“It’s weird to say, but my infertility journey began at the age of 12. I had just started my period at age 11 and here I was, having life-saving surgery at such a young age. For the whole day, I had excruciating pain in my lower right abdomen. It was so bad I would fall to the ground when I would try to stand up. My dad took me to the ER and I was given Donnatal to help with the pain and told to come back in the morning. Sure enough, when morning came, I was in pain again. I was taken back to the ER and admitted for emergency surgery. They thought it was my appendix and prepped me for surgery.
Once they cut me open, it was a whole different ball game, literally! They could not get to my appendix, as there was a huge mass of blood blocking it. A gynecologist was called in immediately to see what was the matter. Turns out, my right ovary and ovarian tube were twisting while gathering blood. The provider said my right ovary was bigger than a softball. It was beyond repairable and had to be taken out. Little did they know back then about PCOS, I was put on a high dose of birth control, which created massive weight gain and emotional issues.
Fast forward to my early 20’s when I met my husband. I had another appointment with a gynecologist to help me figure out my period issues, which is when I was officially diagnosed with PCOS. I was prescribed metformin and took it for a few years. In 2011, my husband and I decided to start our family. We have been together since 2003 and thought the time was right.
I had some help from a gynecologist by taking Clomid and progesterone. I only lasted 2 months before my anxiety came out full force. It was so bad, I couldn’t even take a shower or brush my teeth without having a panic attack. I decided to start therapy to help figure out what was triggering these attacks.
I eventually sought help at a behavioral health facility and did intensive outpatient therapy for a few weeks. There, I understood why I was the way I was. After some time passed, we decided to try again in October of 2012. I made it through a whole year on meds to try and ovulate. I was very proud of myself, as last time I only made it 2 months. Something told me I would need more help, as none of the test strips showed I was ovulating. I decided to reach out to an IVF clinic.

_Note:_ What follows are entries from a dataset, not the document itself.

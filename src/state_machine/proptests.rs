//! Property-based tests for the merge helpers and phase ordering

use super::merge::{merge_orders, merge_section};
use super::ops::{order_tests, reveal_section, SessionSnapshot};
use super::{ExamSection, SessionPhase};
use crate::case::CaseBlueprint;
use proptest::prelude::*;
use serde_json::json;
use std::collections::BTreeMap;

fn arb_section() -> impl Strategy<Value = ExamSection> {
    prop::sample::select(ExamSection::ALL.to_vec())
}

fn arb_keys() -> impl Strategy<Value = Vec<String>> {
    prop::collection::vec("[a-z]{2,8}", 0..6)
}

fn full_blueprint() -> CaseBlueprint {
    let mut physical = serde_json::Map::new();
    for section in ExamSection::ALL {
        if section == ExamSection::Vitals {
            continue;
        }
        physical.insert(
            section.as_key().to_string(),
            json!(format!("achado {}", section.as_key())),
        );
    }
    CaseBlueprint::from_value(&json!({
        "triage": {"vitals": {"hr": 80}},
        "physical": physical,
    }))
}

proptest! {
    /// Re-applying a section merge never changes the stored value.
    #[test]
    fn section_merge_idempotent(section in arb_section(), a in "[a-z ]{0,20}", b in "[a-z ]{0,20}") {
        let original = json!(a);
        let first = merge_section(&BTreeMap::new(), section, &original);
        prop_assert!(first.newly_revealed);
        let second = merge_section(&first.next, section, &json!(b));
        prop_assert!(!second.newly_revealed);
        prop_assert_eq!(second.value, original);
        prop_assert_eq!(second.next, first.next);
    }

    /// Ordered keys only ever grow, results are first-write-wins, and a
    /// repeated request adds nothing new.
    #[test]
    fn order_merge_grows_monotonically(first_req in arb_keys(), second_req in arb_keys()) {
        let blueprint = BTreeMap::new();
        let first = merge_orders(&[], &BTreeMap::new(), &first_req, &blueprint);
        let second = merge_orders(&first.orders, &first.results, &second_req, &blueprint);

        for key in &first.orders {
            prop_assert!(second.orders.contains(key));
        }
        for (key, text) in &first.results {
            prop_assert_eq!(second.results.get(key), Some(text));
        }

        let replay = merge_orders(&second.orders, &second.results, &second_req, &blueprint);
        prop_assert!(replay.newly.is_empty());
        prop_assert_eq!(replay.orders, second.orders);
    }

    /// Revealing sections in any order never moves the phase backwards.
    #[test]
    fn reveal_phase_is_monotonic(sections in prop::collection::vec(arb_section(), 1..8)) {
        let blueprint = full_blueprint();
        let mut snapshot = SessionSnapshot::default();
        let mut prev_phase = snapshot.phase;

        for key in sections.iter().map(|s| s.as_key()) {
            let outcome = reveal_section(&snapshot, &blueprint, key).unwrap();
            prop_assert!(outcome.phase >= prev_phase);
            prev_phase = outcome.phase;
            snapshot.phase = outcome.phase;
            snapshot.physical_data = outcome.physical_data;
        }
        prop_assert_eq!(prev_phase, SessionPhase::Consult);
    }

    /// Invalid test keys never produce a partial merge.
    #[test]
    fn invalid_orders_leave_no_trace(keys in arb_keys()) {
        let blueprint = CaseBlueprint::default();
        let snapshot = SessionSnapshot::default();
        prop_assert!(order_tests(&snapshot, &blueprint, &keys).is_err());
    }
}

I did the usual bloodwork and paperwork, only to be called later and asked to come back. My bloodwork showed something surprising. I was already pregnant! The tears fell down my face and I could not believe my eyes. The happiness and smiles were short-lived once I went for my first scan. The provider could not find the sac and believed it was an ectopic pregnancy, or a pregnancy growing within a fallopian tube. I was given the methotrexate shot to stop the pregnancy and had another follow up to make sure it worked.
I went back and was told the shot did not work and I needed to go see my gynecologist. I followed up and was told I needed emergency surgery that day, since the baby was still growing. He also mentioned he noticed a growth on my bladder and would do a biopsy. The surgery went well and my sadness sunk in even more. I worked so hard for this pregnancy, only for it to be taken away.
I went back for my post-op follow-up and was told I needed to see a urologist. Once again, I was told I needed another emergency surgery, this time it was for my bladder. I had surgery within 2 days and was told, ‘The growth on your bladder is cancerous and ready to spread.’ It took me many months to put together that, had the baby not been ectopic, we may not be here today. I had the ectopic removal in October of 2013 and the bladder cancer removal in November of 2013. My ectopic pregnancy took my last working tube and therefore, I went straight into IVF in December of 2013.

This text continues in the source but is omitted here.